-- Opening Marker --

//! Node type registry: maps type names to constructors and their port
//! manifests.

use std::collections::HashMap;
use std::sync::Arc;

use crate::actions::{
    AlwaysFailure, AlwaysSuccess, SetBlackboard, SleepNode, StatefulActionNode, UnsetBlackboard,
};
use crate::controls::{
    FallbackNode, IfThenElseNode, ParallelAllNode, ParallelNode, ReactiveFallbackNode,
    ReactiveSequenceNode, SequenceNode, SequenceWithMemoryNode, SwitchNode, WhileDoElseNode,
};
use crate::decorators::{
    DelayNode, ForceFailureNode, ForceSuccessNode, InverterNode, KeepRunningUntilFailureNode,
    RepeatNode, RetryNode, RunOnceNode, TimeoutNode,
};
use crate::error::BehaviorError;
use crate::node::{BehaviorNode, NodeConfig, TreeNode};
use crate::port::TreeNodeManifest;

pub type Constructor = Box<dyn Fn() -> Box<dyn BehaviorNode> + Send + Sync>;

/// Wraps a plain constructor closure into a [`Constructor`].
pub fn boxify<T: BehaviorNode + 'static>(f: impl Fn() -> T + Send + Sync + 'static) -> Constructor {
    Box::new(move || Box::new(f()) as Box<dyn BehaviorNode>)
}

pub struct Registry {
    node_types: HashMap<String, Constructor>,
    manifests: HashMap<String, Arc<TreeNodeManifest>>,
}

impl Registry {
    /// An empty registry, without even the built-in node types.
    pub fn new() -> Self {
        Self {
            node_types: HashMap::new(),
            manifests: HashMap::new(),
        }
    }

    /// Registers a node type under `type_name`. The manifest is collected
    /// from a probe instance's declared ports.
    pub fn register(&mut self, type_name: impl Into<String>, constructor: Constructor) {
        let type_name = type_name.into();
        let probe = constructor();
        let manifest = TreeNodeManifest::new(type_name.clone(), probe.provided_ports());
        self.manifests.insert(type_name.clone(), Arc::new(manifest));
        self.node_types.insert(type_name, constructor);
    }

    pub fn manifest(&self, type_name: &str) -> Option<&Arc<TreeNodeManifest>> {
        self.manifests.get(type_name)
    }

    pub fn node_types(&self) -> impl Iterator<Item = &str> {
        self.node_types.keys().map(String::as_str)
    }

    /// Builds a node instance of a registered type, attaching the type's
    /// manifest to the instance configuration.
    pub fn instantiate(
        &self,
        type_name: &str,
        instance_name: &str,
        mut config: NodeConfig,
    ) -> Result<TreeNode, BehaviorError> {
        let constructor = self
            .node_types
            .get(type_name)
            .ok_or_else(|| BehaviorError::UnknownNodeType(type_name.to_owned()))?;
        config.manifest = self.manifests.get(type_name).cloned();
        let mut node = TreeNode::new(instance_name, config, constructor());
        node.set_registration_id(type_name);
        Ok(node)
    }
}

impl Default for Registry {
    /// A registry preloaded with every built-in control, decorator and
    /// action node.
    fn default() -> Self {
        let mut registry = Self::new();

        registry.register("Sequence", boxify(SequenceNode::default));
        registry.register("AsyncSequence", boxify(SequenceNode::asynchronous));
        registry.register("SequenceWithMemory", boxify(SequenceWithMemoryNode::default));
        registry.register("Fallback", boxify(FallbackNode::default));
        registry.register("AsyncFallback", boxify(FallbackNode::asynchronous));
        registry.register("ReactiveSequence", boxify(ReactiveSequenceNode::default));
        registry.register("ReactiveFallback", boxify(ReactiveFallbackNode::default));
        registry.register("Parallel", boxify(ParallelNode::default));
        registry.register("ParallelAll", boxify(ParallelAllNode::default));
        registry.register("IfThenElse", boxify(IfThenElseNode::default));
        registry.register("WhileDoElse", boxify(WhileDoElseNode::default));
        registry.register("Switch2", boxify(SwitchNode::<2>::default));
        registry.register("Switch3", boxify(SwitchNode::<3>::default));
        registry.register("Switch4", boxify(SwitchNode::<4>::default));
        registry.register("Switch5", boxify(SwitchNode::<5>::default));
        registry.register("Switch6", boxify(SwitchNode::<6>::default));

        registry.register("Inverter", boxify(InverterNode::default));
        registry.register("ForceSuccess", boxify(ForceSuccessNode::default));
        registry.register("ForceFailure", boxify(ForceFailureNode::default));
        registry.register(
            "KeepRunningUntilFailure",
            boxify(KeepRunningUntilFailureNode::default),
        );
        registry.register("Repeat", boxify(RepeatNode::default));
        registry.register("RetryUntilSuccessful", boxify(RetryNode::default));
        registry.register("Timeout", boxify(TimeoutNode::default));
        registry.register("Delay", boxify(DelayNode::default));
        registry.register("RunOnce", boxify(RunOnceNode::default));

        registry.register("AlwaysSuccess", boxify(AlwaysSuccess::default));
        registry.register("AlwaysFailure", boxify(AlwaysFailure::default));
        registry.register("SetBlackboard", boxify(SetBlackboard::default));
        registry.register("UnsetBlackboard", boxify(UnsetBlackboard::default));
        registry.register(
            "Sleep",
            boxify(|| StatefulActionNode::new(SleepNode::default())),
        );

        registry
    }
}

-- Closing Marker --

## Work required
Filter the entries down to the lines holding the string "asynchronous". Copy each of those lines.

## Result of this task
        registry.register("AsyncSequence", boxify(SequenceNode::asynchronous));
        registry.register("AsyncFallback", boxify(FallbackNode::asynchronous));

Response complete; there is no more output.